College of Biosystems Engineering and Food Science, Zhejiang University, Hangzhou 310058, China.
Key Laboratory of Spectroscopy Sensing, Ministry of Agriculture, Hangzhou 310058, China.
Molecules. 2019 Jul 7;24(13):2486. doi: 10.3390/molecules24132486.
Soil nitrogen is the key parameter supporting plant growth and development; it is also the material basis of plant growth. An accurate grasp of soil nitrogen information is the premise of scientific fertilization in precision agriculture, where near-infrared (NIR) spectroscopy is widely used for rapid detection of soil nutrients. In this study, the variation law of soil NIR reflectivity spectra with soil particle sizes was studied. Moreover, in order to precisely study the effect of particle size on soil nitrogen detection by NIR, four different spectra preprocessing methods and five different chemometric modeling methods were used to analyze the soil NIR spectra. The results showed that the smaller the soil particle sizes, the stronger the soil NIR reflectivity spectra. Besides, when the soil particle sizes ranged 0.18-0.28 mm, the soil nitrogen prediction accuracy was the best based on the partial least squares (PLS) model with the highest Rp of 0.983, the residual predictive deviation (RPD) of 6.706. The detection accuracy was not ideal when the soil particle sizes were too big (1-2 mm) or too small (0-0.18 mm). In addition, the relationship between the mixing spectra of six different soil particle sizes and the soil nitrogen detection accuracy was studied. It was indicated that the larger the gap between soil particle sizes, the worse the accuracy of soil nitrogen detection. In conclusion, soil nitrogen detection precision was affected by soil particle sizes to a large extent. It is of great significance to optimize the pre-treatments of soil samples to realize rapid and accurate detection by NIR spectroscopy.

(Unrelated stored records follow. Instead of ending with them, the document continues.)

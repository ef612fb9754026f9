//! Native and ERC-20 balance, allowance and transfer operations.

use core_logic::with_retry;
use ethers::abi::Token;
use ethers::types::{Address, U256};
use ethers::utils::{format_units, to_checksum};
use tracing::{debug, error, info, warn};

use super::abi::encode_call;
use super::client::{check_step, ChainClient};
use super::error::ChainError;
use super::tx::{TxCall, TxOutcome};
use super::wallet::ChainWallet;

pub(super) fn first_uint(tokens: Vec<Token>, what: &str) -> Result<U256, ChainError> {
    match tokens.into_iter().next() {
        Some(Token::Uint(value)) => Ok(value),
        other => Err(ChainError::Abi(format!(
            "{} returned {:?}, expected uint",
            what, other
        ))),
    }
}

impl ChainClient {
    /// Native balance, logged in ether.
    pub async fn balance(&self, address: Address) -> Result<U256, ChainError> {
        let balance = with_retry(&self.settings.read_retry, "eth_getBalance", || {
            self.rpc.balance(address)
        })
        .await?;
        info!(
            "Balance of {} : {} ETH",
            to_checksum(&address, None),
            format_units(balance, "ether").unwrap_or_else(|_| balance.to_string())
        );
        Ok(balance)
    }

    pub async fn token_balance(&self, token: Address, owner: Address) -> Result<U256, ChainError> {
        let function = self
            .spec
            .erc20_abi
            .function("balanceOf")
            .map_err(ChainError::abi)?;
        let out = self.read(token, function, &[Token::Address(owner)]).await?;
        first_uint(out, "balanceOf")
    }

    /// Symbol for log lines; falls back to the checksummed address.
    pub async fn token_symbol(&self, token: Address) -> String {
        let fallback = to_checksum(&token, None);
        let function = match self.spec.erc20_abi.function("symbol") {
            Ok(function) => function,
            Err(_) => return fallback,
        };
        match self.read(token, function, &[]).await {
            Ok(out) => match out.into_iter().next() {
                Some(Token::String(symbol)) if !symbol.is_empty() => symbol,
                _ => fallback,
            },
            Err(e) => {
                debug!("symbol() failed for {}: {}", fallback, e);
                fallback
            }
        }
    }

    pub async fn allowance(
        &self,
        token: Address,
        owner: Address,
        spender: Address,
    ) -> Result<U256, ChainError> {
        let function = self
            .spec
            .erc20_abi
            .function("allowance")
            .map_err(ChainError::abi)?;
        let out = self
            .read(
                token,
                function,
                &[Token::Address(owner), Token::Address(spender)],
            )
            .await?;
        first_uint(out, "allowance")
    }

    pub async fn approve(
        &self,
        wallet: &ChainWallet,
        token: Address,
        spender: Address,
        amount: U256,
    ) -> Result<TxOutcome, ChainError> {
        let function = self
            .spec
            .erc20_abi
            .function("approve")
            .map_err(ChainError::abi)?;
        let data = encode_call(function, &[Token::Address(spender), Token::Uint(amount)])?;
        info!(
            "Approving {} of {} for spender {}",
            amount,
            to_checksum(&token, None),
            to_checksum(&spender, None)
        );
        self.send(wallet, TxCall::new(token, data)).await
    }

    /// Makes sure `spender` may move at least `amount` of `token`.
    ///
    /// No transaction when the allowance already covers `amount`. A nonzero
    /// but insufficient allowance is reset to 0 first, since some tokens
    /// refuse to change a nonzero allowance. Returns the approval steps taken.
    pub async fn ensure_approval(
        &self,
        wallet: &ChainWallet,
        token: Address,
        spender: Address,
        amount: U256,
    ) -> Result<Vec<TxOutcome>, ChainError> {
        let current = self.allowance(token, wallet.address, spender).await?;
        if current >= amount {
            debug!("Allowance {} already covers {}", current, amount);
            return Ok(Vec::new());
        }

        let mut steps = Vec::new();
        if !current.is_zero() {
            info!("Resetting allowance of {} to 0 before approving", current);
            let reset = self.approve(wallet, token, spender, U256::zero()).await?;
            check_step("approve", &reset)?;
            steps.push(reset);
        }

        let approval = self.approve(wallet, token, spender, amount).await?;
        check_step("approve", &approval)?;
        steps.push(approval);
        Ok(steps)
    }

    pub(super) async fn require_native_balance(
        &self,
        owner: Address,
        amount: U256,
    ) -> Result<(), ChainError> {
        let balance = self.balance(owner).await?;
        if balance < amount {
            error!(
                "Insufficient balance : {} ETH available, {} ETH needed",
                format_units(balance, "ether").unwrap_or_else(|_| balance.to_string()),
                format_units(amount, "ether").unwrap_or_else(|_| amount.to_string())
            );
            return Err(ChainError::InsufficientBalance {
                asset: "native".to_string(),
                have: balance,
                need: amount,
            });
        }
        Ok(())
    }

    pub(super) async fn require_token_balance(
        &self,
        token: Address,
        owner: Address,
        amount: U256,
    ) -> Result<(), ChainError> {
        let balance = self.token_balance(token, owner).await?;
        if balance < amount {
            let symbol = self.token_symbol(token).await;
            error!(
                "Insufficient {} balance : {} available, {} needed",
                symbol, balance, amount
            );
            return Err(ChainError::InsufficientBalance {
                asset: symbol,
                have: balance,
                need: amount,
            });
        }
        Ok(())
    }

    pub async fn transfer_native_token(
        &self,
        wallet: &ChainWallet,
        recipient: Address,
        amount: U256,
    ) -> Result<TxOutcome, ChainError> {
        self.require_native_balance(wallet.address, amount).await?;
        if recipient == wallet.address {
            warn!("Transferring to the sending wallet itself");
        }
        info!(
            "Transferring {} ETH from {} to {}",
            format_units(amount, "ether").unwrap_or_else(|_| amount.to_string()),
            wallet.checksum(),
            to_checksum(&recipient, None)
        );
        self.send(wallet, TxCall::transfer(recipient, amount)).await
    }

    pub async fn transfer_token(
        &self,
        wallet: &ChainWallet,
        token: Address,
        recipient: Address,
        amount: U256,
    ) -> Result<TxOutcome, ChainError> {
        self.require_token_balance(token, wallet.address, amount)
            .await?;
        let function = self
            .spec
            .erc20_abi
            .function("transfer")
            .map_err(ChainError::abi)?;
        let data = encode_call(function, &[Token::Address(recipient), Token::Uint(amount)])?;
        info!(
            "Transferring {} {} from {} to {}",
            amount,
            self.token_symbol(token).await,
            wallet.checksum(),
            to_checksum(&recipient, None)
        );
        self.send(wallet, TxCall::new(token, data)).await
    }
}
//! Replacing stuck transactions with zero-value self-transfers.

use ethers::types::{Address, H256, U256};
use tracing::{debug, info, warn};

use super::client::{gwei, to_u128, ChainClient};
use super::error::ChainError;
use super::tx::{TxCall, TxOutcome};
use super::wallet::ChainWallet;

/// Nodes require a replacement to outbid the original by at least 10%.
pub fn replacement_price(original: U256) -> U256 {
    original.saturating_add(original / 10)
}

impl ChainClient {
    fn self_transfer(&self, wallet: &ChainWallet, nonce: U256, gas_price: U256) -> TxCall {
        TxCall::transfer(wallet.address, U256::zero())
            .gas(U256::from(self.settings.gas.limit_transfer()))
            .gas_price(gas_price)
            .nonce(nonce)
    }

    /// Replaces the pending transaction `hash` at its nonce, +10% gas price.
    pub async fn cancel_transaction(
        &self,
        wallet: &ChainWallet,
        hash: H256,
    ) -> Result<TxOutcome, ChainError> {
        let original = self
            .rpc
            .transaction(hash)
            .await?
            .ok_or(ChainError::NotFound { hash })?;
        let price = replacement_price(original.gas_price.unwrap_or_default());

        info!(
            "Cancelling {} (nonce {}) with a self-transfer at {} Gwei",
            self.explorer_link(&hash),
            original.nonce,
            gwei(price)
        );
        self.send(wallet, self.self_transfer(wallet, original.nonce, price))
            .await
    }

    /// Unsticks the wallet's lowest pending nonce.
    ///
    /// The stuck nonce is the confirmed transaction count; there is nothing to
    /// do when the pending count equals it. The replacement pays the
    /// recommended price times the cancel multiplier, and at least 10% more
    /// than the stuck transaction when the node exposes `txpool_content`.
    pub async fn cancel_pending(&self, wallet: &ChainWallet) -> Result<TxOutcome, ChainError> {
        let confirmed = self.transaction_count(wallet.address, false).await?;
        let pending = self.transaction_count(wallet.address, true).await?;
        if pending <= confirmed {
            info!("No pending transaction for {}", wallet.checksum());
            return Err(ChainError::NothingPending {
                address: wallet.address,
            });
        }

        let recommended = self.recommended_gas_price().await?;
        let mut price = U256::from(self.settings.gas.cancel_price(to_u128(recommended)));
        if let Some(stuck) = self.stuck_gas_price(wallet.address, confirmed).await {
            price = price.max(replacement_price(stuck));
        }

        warn!(
            "{} pending transaction(s) for {}, replacing nonce {} at {} Gwei",
            pending - confirmed,
            wallet.checksum(),
            confirmed,
            gwei(price)
        );
        self.send(wallet, self.self_transfer(wallet, confirmed, price))
            .await
    }

    /// Gas price of our pending transaction at `nonce`, if the txpool shows it.
    async fn stuck_gas_price(&self, address: Address, nonce: U256) -> Option<U256> {
        let content = match self.rpc.txpool_content().await {
            Ok(content) => content,
            Err(e) => {
                debug!("txpool_content unavailable: {}", e);
                return None;
            }
        };
        content
            .pending
            .get(&address)?
            .values()
            .find(|tx| tx.nonce == nonce)
            .and_then(|tx| tx.gas_price)
    }
}
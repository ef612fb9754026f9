use anyhow::Result;
use async_trait::async_trait;
use core_logic::{FarmingSession, FarmingStats};
use tokio_util::sync::CancellationToken;
use tracing::info;

use crate::orchestrator::{ExecutionState, Orchestrator};

/// One user's run: their wallets, their airdrop selection.
pub struct UserSession {
    label: String,
    orchestrator: Orchestrator,
    airdrops: Vec<String>,
}

impl UserSession {
    pub fn new(label: impl Into<String>, orchestrator: Orchestrator, airdrops: Vec<String>) -> Self {
        Self {
            label: label.into(),
            orchestrator,
            airdrops,
        }
    }
}

#[async_trait]
impl FarmingSession for UserSession {
    fn label(&self) -> &str {
        &self.label
    }

    async fn run(&self, cancellation_token: CancellationToken) -> Result<FarmingStats> {
        info!(
            "Starting farming with {} wallet(s) for: {}",
            self.orchestrator.wallets().len(),
            self.airdrops.join(", ")
        );
        let state = ExecutionState::with_token(self.airdrops.clone(), cancellation_token);
        let report = self.orchestrator.run(&state).await?;
        for line in report.summary().lines() {
            info!(target: "farm_result", "{}", line);
        }
        Ok(report.stats)
    }
}
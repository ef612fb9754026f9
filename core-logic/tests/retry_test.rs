use core_logic::{is_transient_message, with_retry, RetryConfig};
use std::cell::Cell;
use std::time::Duration;

fn fast(attempts: u32) -> RetryConfig {
    RetryConfig::new(attempts, Duration::from_millis(5)).without_jitter()
}

#[tokio::test]
async fn test_transient_read_recovers() {
    let calls = Cell::new(0);

    let price: Result<u64, String> = with_retry(&fast(3), "eth_gasPrice", || {
        calls.set(calls.get() + 1);
        let n = calls.get();
        async move {
            if n < 3 {
                Err("503 Service Unavailable".to_string())
            } else {
                Ok(7)
            }
        }
    })
    .await;

    assert_eq!(price, Ok(7));
    assert_eq!(calls.get(), 3);
}

#[tokio::test]
async fn test_permanent_error_is_not_retried() {
    let calls = Cell::new(0);

    let result: Result<u64, String> = with_retry(&fast(5), "eth_call", || {
        calls.set(calls.get() + 1);
        async { Err("execution reverted".to_string()) }
    })
    .await;

    assert_eq!(result, Err("execution reverted".to_string()));
    assert_eq!(calls.get(), 1);
}

#[tokio::test]
async fn test_last_error_after_attempts_run_out() {
    let calls = Cell::new(0);

    let result: Result<u64, String> = with_retry(&fast(2), "eth_getBalance", || {
        calls.set(calls.get() + 1);
        let n = calls.get();
        async move { Err(format!("request timed out ({})", n)) }
    })
    .await;

    assert_eq!(result, Err("request timed out (2)".to_string()));
    assert_eq!(calls.get(), 2);
}

#[tokio::test]
async fn test_none_disables_retry() {
    let calls = Cell::new(0);

    let _: Result<u64, String> = with_retry(&RetryConfig::none(), "eth_call", || {
        calls.set(calls.get() + 1);
        async { Err("connection refused".to_string()) }
    })
    .await;

    assert_eq!(calls.get(), 1);
}

#[test]
fn test_transient_message_detection() {
    assert!(is_transient_message("Request timeout"));
    assert!(is_transient_message("429 Too Many Requests"));
    assert!(is_transient_message("HEADER NOT FOUND"));
    assert!(!is_transient_message(
        "insufficient funds for gas * price + value"
    ));
    assert!(!is_transient_message("nonce too low"));
}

土壤氮是支持植物生长和发育的关键参数;它也是植物生长的物质基础。准确掌握土壤氮信息是精准农业科学施肥的前提,近红外(NIR)光谱广泛用于快速检测土壤养分。本研究探讨了土壤近红外反射率光谱随土壤粒径的变化规律。此外,为了精确研究粒径对近红外土壤氮检测的影响,采用了四种不同的光谱预处理方法和五种不同的化学计量建模方法对土壤近红外光谱进行了分析。结果表明,土壤粒径越小,土壤近红外反射率光谱越强。此外,当土壤粒径在 0.18-0.28mm 范围内时,基于偏最小二乘法(PLS)模型的土壤氮预测精度最高,Rp 为 0.983,RPD 为 6.706。当土壤粒径过大(1-2mm)或过小时(0-0.18mm),检测精度不理想。此外,还研究了六种不同土壤粒径混合光谱与土壤氮检测精度之间的关系。结果表明,土壤粒径之间的差距越大,土壤氮检测的精度越差。综上所述,土壤粒径在很大程度上影响土壤氮的检测精度。优化土壤样品的预处理对于实现近红外光谱的快速准确检测具有重要意义。